Oral communication in the political arena, whether by word of mouth and/or radio trottoir, has been reestablished. Numerous organizations in Senegal, Burkina Faso, and Cameroon, for example, have used the ebb and flow of people between large towns and villages as a means of effectively distributing critical messages. Orders for strikes have been transmitted from one area to another by family visits and day trips. Word of mouth can be distinguished from rumor by the fact that the information communicated in the former is generally precise and unusually specific. Such modes of expression have an authority that allows the emerging civil society to free itself from the shackles of official propaganda and to define the image of its own evolution.

 

Is Civil Society Civilized?

Many African countries have recently witnessed both the intensity of public wrath and the desire of emerging social institutions to direct actively the sense of public frustration. The absence of fear and the growing dynamism of these institutions have established them as forces with whom the public authorities are obliged to talk and thus render obsolete the remarks of John Dunn, who noted that there is “good reason to see in the internal domination of state power, the relative inconsistency of civil society, (the low) degree of viable and sustainable institutionalization of social forces outside the sphere of the state” (1978:15).

The aim of the new stakeholders is to assume control of the collective anger in order to intensify the momentum for political change.
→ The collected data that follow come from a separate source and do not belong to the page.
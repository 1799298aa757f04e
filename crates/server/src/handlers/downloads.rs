//! The downloads endpoint: catch clients up on the lists they follow.

use crate::error::{ApiError, ApiResult};
use crate::state::AppState;
use axum::extract::{Query, State};
use axum::http::header;
use axum::response::{IntoResponse, Response};
use bouncer_core::{parse_downloads, DownloadsResponse};
use serde::Deserialize;
use tracing::warn;

/// Query parameters shared by the protocol endpoints.
#[derive(Debug, Deserialize)]
pub struct ProtocolParams {
    /// Protocol version, e.g. "2.0".
    pub pver: Option<String>,
    /// Client application version, used for versioned list resolution.
    pub appver: Option<String>,
}

impl ProtocolParams {
    fn protocol_version(&self) -> ApiResult<f64> {
        let raw = self.pver.as_deref().unwrap_or("2.0");
        raw.parse().map_err(|_| {
            ApiError::BadRequest(format!("invalid protocol version \"{raw}\""))
        })
    }
}

pub async fn downloads(
    State(state): State<AppState>,
    Query(params): Query<ProtocolParams>,
    body: String,
) -> ApiResult<Response> {
    // MAC tokens were a pre-3.0 protocol feature; newer clients must not
    // send them.
    let mac_allowed = params.protocol_version()? < 3.0;
    let parsed = parse_downloads(&body, mac_allowed).map_err(ApiError::Core)?;

    let registry = state.registry();
    let mut updates = Vec::with_capacity(parsed.claims.len());
    for claim in &parsed.claims {
        let Some(list) = registry.resolve(&claim.name, params.appver.as_deref()) else {
            warn!(list = %claim.name, "unknown list reported; ignoring");
            continue;
        };
        if let Some(update) = list.build_update(&claim.name, claim).await? {
            updates.push(update);
        }
    }

    let response = DownloadsResponse {
        interval_secs: registry.interval_secs(),
        updates,
    };
    Ok((
        [(header::CONTENT_TYPE, "application/octet-stream")],
        response.to_bytes(),
    )
        .into_response())
}
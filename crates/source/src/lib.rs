//! Chunk data origins for the Bouncer blocklist server.
//!
//! A [`ChunkSource`] owns one list's cached chunk data and keeps it fresh
//! from its origin: a local chunk file, a local directory with an
//! `index.json`, a single S3 object, or an S3 directory. Staleness is
//! detected cheaply (mtime+length locally, ETag on S3) and reloads are
//! single-flight.

pub mod error;
pub mod origin;
pub mod s3;
pub mod source;

pub use error::{SourceError, SourceResult};
pub use origin::{ChangeToken, Origin};
pub use source::ChunkSource;
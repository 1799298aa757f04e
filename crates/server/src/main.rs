//! Bouncer server binary.

use anyhow::{Context, Result};
use bouncer_core::AppConfig;
use bouncer_server::{create_router, AppState, Registry};
use clap::Parser;
use figment::providers::{Env, Format, Toml};
use figment::Figment;
use std::net::SocketAddr;
use tracing_subscriber::{layer::SubscriberExt, util::SubscriberInitExt};

/// Bouncer - a chunk-based blocklist distribution server
#[derive(Parser, Debug)]
#[command(name = "bouncerd")]
#[command(version, about, long_about = None)]
struct Args {
    /// Path to configuration file
    #[arg(
        short,
        long,
        env = "BOUNCER_CONFIG",
        default_value = "config/server.toml"
    )]
    config: String,
}

#[tokio::main]
async fn main() -> Result<()> {
    let args = Args::parse();

    tracing_subscriber::registry()
        .with(
            tracing_subscriber::EnvFilter::try_from_default_env()
                .unwrap_or_else(|_| "info,tower_http=info".into()),
        )
        .with(tracing_subscriber::fmt::layer())
        .init();

    tracing::info!("Bouncer v{}", env!("CARGO_PKG_VERSION"));

    // Load configuration (file is optional, env vars can provide/override everything)
    let config_path = std::path::Path::new(&args.config);
    let mut figment = Figment::new();
    let has_config_file = config_path.exists();

    if has_config_file {
        tracing::info!(config_path = %args.config, "Loading configuration from file");
        figment = figment.merge(Toml::file(&args.config));
    } else {
        tracing::debug!("No config file found at {}", args.config);
    }

    let has_env_config =
        std::env::vars().any(|(key, _)| key.starts_with("BOUNCER_") && key != "BOUNCER_CONFIG");

    if !has_config_file && !has_env_config {
        anyhow::bail!(
            "No configuration provided.\n\n\
             Provide configuration via one of:\n  \
             1. Config file: bouncerd --config /path/to/config.toml\n  \
             2. Environment variables: BOUNCER_SERVER__BIND=0.0.0.0:8080 bouncerd\n\n\
             See config/server.example.toml for example configuration.\n\
             Set BOUNCER_CONFIG env var to specify a default config file path."
        );
    }

    let config: AppConfig = figment
        .merge(Env::prefixed("BOUNCER_").split("__"))
        .extract()
        .context("failed to load configuration")?;
    config.validate().context("invalid configuration")?;

    // Build and warm the initial registry before accepting traffic so the
    // first clients are not all racing cold sources.
    let registry = Registry::build(&config).context("failed to build registry")?;
    registry.warm().await;
    tracing::info!(lists = registry.base_names().len(), "registry built");

    let state = AppState::new(config.clone(), registry);
    let _rebuild_handle = state.spawn_rebuild_task();
    tracing::info!(
        delay_secs = config.protocol.registry_rebuild_secs,
        "registry rebuild task spawned"
    );

    let app = create_router(state);

    let addr: SocketAddr = config.server.bind.parse().context("invalid bind address")?;
    tracing::info!("Listening on {}", addr);

    let listener = tokio::net::TcpListener::bind(addr)
        .await
        .with_context(|| format!("failed to bind to {addr}"))?;
    axum::serve(listener, app).await?;

    Ok(())
}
This poses numerous problems, notably that the more voluntarist view of the relationship between fragile or even moribund states and their societies encourages the emergence of rival factions and rebellious leaders. One can also question the efficiency and goals of these new groupings whose actions are still unclear. Having abruptly established themselves as the driving force behind current political changes, they find themselves center stage. In the process, they have altered the structures of civil society, changing the sociological space to such a degree that their organization requires further study. Other issues worth investigating are the perverse effects of the extraordinarily large scope of action that various groups have created for themselves. On what basis do they form alliances and promote solidarity, and how do they determine their objectives?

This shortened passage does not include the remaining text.